◆ Problem
Reprint all entries without any alteration.

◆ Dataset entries
//! AWS resource kind definitions
//!
//! Every kind is described in the shape of its native service API (field
//! names, nesting, casing); the Cloud Control transport maps that shape onto
//! CloudFormation resource models.

pub mod appmesh;
pub mod lightsail;
pub mod transfer;
pub mod waf;

use converge_core::ResourceKind;
use converge_core::schema::{AttributeSchema, AttributeType};
use heck::{ToLowerCamelCase, ToPascalCase};

use crate::cloudcontrol::ModelMapping;

/// Attribute whose wire field is the lowerCamelCase form of its name
pub(crate) fn camel(name: &str, attr_type: AttributeType) -> AttributeSchema {
    AttributeSchema::new(name, attr_type).with_provider_name(name.to_lower_camel_case())
}

/// Attribute whose wire field is the PascalCase form of its name
pub(crate) fn pascal(name: &str, attr_type: AttributeType) -> AttributeSchema {
    AttributeSchema::new(name, attr_type).with_provider_name(name.to_pascal_case())
}

/// Set of plain strings
pub(crate) fn string_set() -> AttributeType {
    AttributeType::Set(Box::new(AttributeType::String))
}

/// Returns every resource kind this provider supports
pub fn all_kinds() -> Vec<ResourceKind> {
    vec![
        appmesh::virtual_node(),
        transfer::access(),
        waf::byte_match_set(),
        lightsail::key_pair(),
    ]
}

/// Look up a resource kind by name (e.g. "appmesh_virtual_node")
pub fn kind(name: &str) -> Option<ResourceKind> {
    all_kinds().into_iter().find(|k| k.name == name)
}

/// Cloud Control model mappings, keyed by remote type name
pub fn model_mappings() -> Vec<(&'static str, ModelMapping)> {
    vec![
        (appmesh::TYPE_NAME, appmesh::model_mapping()),
        (transfer::TYPE_NAME, transfer::model_mapping()),
        (waf::TYPE_NAME, waf::model_mapping()),
        (lightsail::TYPE_NAME, lightsail::model_mapping()),
    ]
}
impl AttributeType {
    /// Check if a value conforms to this type
    pub fn validate(&self, value: &Value) -> Result<(), TypeError> {
        match (self, value) {
            (AttributeType::String, Value::String(_)) => Ok(()),
            (AttributeType::Int, Value::Int(_)) => Ok(()),
            (AttributeType::Bool, Value::Bool(_)) => Ok(()),

            (AttributeType::Enum(variants), Value::String(s)) => {
                if variants.iter().any(|v| v == s) {
                    Ok(())
                } else {
                    Err(TypeError::InvalidEnumVariant {
                        value: s.clone(),
                        expected: variants.clone(),
                    })
                }
            }

            (AttributeType::Custom { base, validate, .. }, v) => {
                base.validate(v)?;
                validate(v).map_err(|message| TypeError::ValidationFailed { message })
            }

            (AttributeType::Constrained { base, constraint }, v) => {
                base.validate(v)?;
                constraint
                    .check(v)
                    .map_err(|message| TypeError::ValidationFailed { message })
            }

            (AttributeType::List(inner), Value::List(items))
            | (AttributeType::Set(inner), Value::Set(items)) => {
                for (i, item) in items.iter().enumerate() {
                    inner.validate(item).map_err(|e| TypeError::ListItemError {
                        index: i,
                        inner: Box::new(e),
                    })?;
                }
                Ok(())
            }

            (AttributeType::Map(inner), Value::Map(map)) => {
                for (k, v) in map {
                    inner.validate(v).map_err(|e| TypeError::MapValueError {
                        key: k.clone(),
                        inner: Box::new(e),
                    })?;
                }
                Ok(())
            }

            (AttributeType::Block(block), Value::Block(attrs)) => {
                let mut errors = Vec::new();
                validate_attributes(&block.attributes, attrs, false, &mut errors);
                match errors.into_iter().next() {
                    None => Ok(()),
                    Some(e) => Err(e),
                }
            }

            _ => Err(TypeError::TypeMismatch {
                expected: self.type_name(),
                got: value.type_name().to_string(),
            }),
        }
    }

    fn type_name(&self) -> String {
        match self {
            AttributeType::String => "String".to_string(),
            AttributeType::Int => "Int".to_string(),
            AttributeType::Bool => "Bool".to_string(),
            AttributeType::Enum(variants) => format!("Enum({})", variants.join(" | ")),
            AttributeType::Custom { name, .. } => name.clone(),
            AttributeType::Constrained { base, .. } => base.type_name(),
            AttributeType::List(inner) => format!("List<{}>", inner.type_name()),
            AttributeType::Set(inner) => format!("Set<{}>", inner.type_name()),
            AttributeType::Map(inner) => format!("Map<{}>", inner.type_name()),
            AttributeType::Block(_) => "Block".to_string(),
        }
    }

    /// Block schema for a block, or a list/set of blocks
    pub fn block_schema(&self) -> Option<&BlockSchema> {
        match self {
            AttributeType::Block(block) => Some(block),
            AttributeType::List(inner) | AttributeType::Set(inner) => inner.block_schema(),
            _ => None,
        }
    }
}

◆ Output
//! AWS resource kind definitions
//!
//! Every kind is described in the shape of its native service API (field
//! names, nesting, casing); the Cloud Control transport maps that shape onto
//! CloudFormation resource models.

pub mod appmesh;
pub mod lightsail;
pub mod transfer;
pub mod waf;

use converge_core::ResourceKind;
use converge_core::schema::{AttributeSchema, AttributeType};
use heck::{ToLowerCamelCase, ToPascalCase};

use crate::cloudcontrol::ModelMapping;

/// Attribute whose wire field is the lowerCamelCase form of its name
pub(crate) fn camel(name: &str, attr_type: AttributeType) -> AttributeSchema {
    AttributeSchema::new(name, attr_type).with_provider_name(name.to_lower_camel_case())
}

/// Attribute whose wire field is the PascalCase form of its name
pub(crate) fn pascal(name: &str, attr_type: AttributeType) -> AttributeSchema {
    AttributeSchema::new(name, attr_type).with_provider_name(name.to_pascal_case())
}

/// Set of plain strings
pub(crate) fn string_set() -> AttributeType {
    AttributeType::Set(Box::new(AttributeType::String))
}

/// Returns every resource kind this provider supports
pub fn all_kinds() -> Vec<ResourceKind> {
    vec![
        appmesh::virtual_node(),
        transfer::access(),
        waf::byte_match_set(),
        lightsail::key_pair(),
    ]
}

/// Look up a resource kind by name (e.g. "appmesh_virtual_node")
pub fn kind(name: &str) -> Option<ResourceKind> {
    all_kinds().into_iter().find(|k| k.name == name)
}

/// Cloud Control model mappings, keyed by remote type name
pub fn model_mappings() -> Vec<(&'static str, ModelMapping)> {
    vec![
        (appmesh::TYPE_NAME, appmesh::model_mapping()),
        (transfer::TYPE_NAME, transfer::model_mapping()),
        (waf::TYPE_NAME, waf::model_mapping()),
        (lightsail::TYPE_NAME, lightsail::model_mapping()),
    ]
}
impl AttributeType {
    /// Check if a value conforms to this type
    pub fn validate(&self, value: &Value) -> Result<(), TypeError> {
        match (self, value) {
            (AttributeType::String, Value::String(_)) => Ok(()),
            (AttributeType::Int, Value::Int(_)) => Ok(()),
            (AttributeType::Bool, Value::Bool(_)) => Ok(()),

            (AttributeType::Enum(variants), Value::String(s)) => {
                if variants.iter().any(|v| v == s) {
                    Ok(())
                } else {
                    Err(TypeError::InvalidEnumVariant {
                        value: s.clone(),
                        expected: variants.clone(),
                    })
                }
            }

            (AttributeType::Custom { base, validate, .. }, v) => {
                base.validate(v)?;
                validate(v).map_err(|message| TypeError::ValidationFailed { message })
            }

            (AttributeType::Constrained { base, constraint }, v) => {
                base.validate(v)?;
                constraint
                    .check(v)
                    .map_err(|message| TypeError::ValidationFailed { message })
            }

            (AttributeType::List(inner), Value::List(items))
            | (AttributeType::Set(inner), Value::Set(items)) => {
                for (i, item) in items.iter().enumerate() {
                    inner.validate(item).map_err(|e| TypeError::ListItemError {
                        index: i,
                        inner: Box::new(e),
                    })?;
                }
                Ok(())
            }

            (AttributeType::Map(inner), Value::Map(map)) => {
                for (k, v) in map {
                    inner.validate(v).map_err(|e| TypeError::MapValueError {
                        key: k.clone(),
                        inner: Box::new(e),
                    })?;
                }
                Ok(())
            }

            (AttributeType::Block(block), Value::Block(attrs)) => {
                let mut errors = Vec::new();
                validate_attributes(&block.attributes, attrs, false, &mut errors);
                match errors.into_iter().next() {
                    None => Ok(()),
                    Some(e) => Err(e),
                }
            }

            _ => Err(TypeError::TypeMismatch {
                expected: self.type_name(),
                got: value.type_name().to_string(),
            }),
        }
    }

    fn type_name(&self) -> String {
        match self {
            AttributeType::String => "String".to_string(),
            AttributeType::Int => "Int".to_string(),
            AttributeType::Bool => "Bool".to_string(),
            AttributeType::Enum(variants) => format!("Enum({})", variants.join(" | ")),
            AttributeType::Custom { name, .. } => name.clone(),
            AttributeType::Constrained { base, .. } => base.type_name(),
            AttributeType::List(inner) => format!("List<{}>", inner.type_name()),
            AttributeType::Set(inner) => format!("Set<{}>", inner.type_name()),
            AttributeType::Map(inner) => format!("Map<{}>", inner.type_name()),
            AttributeType::Block(_) => "Block".to_string(),
        }
    }

    /// Block schema for a block, or a list/set of blocks
    pub fn block_schema(&self) -> Option<&BlockSchema> {
        match self {
            AttributeType::Block(block) => Some(block),
            AttributeType::List(inner) | AttributeType::Set(inner) => inner.block_schema(),
            _ => None,
        }
    }
}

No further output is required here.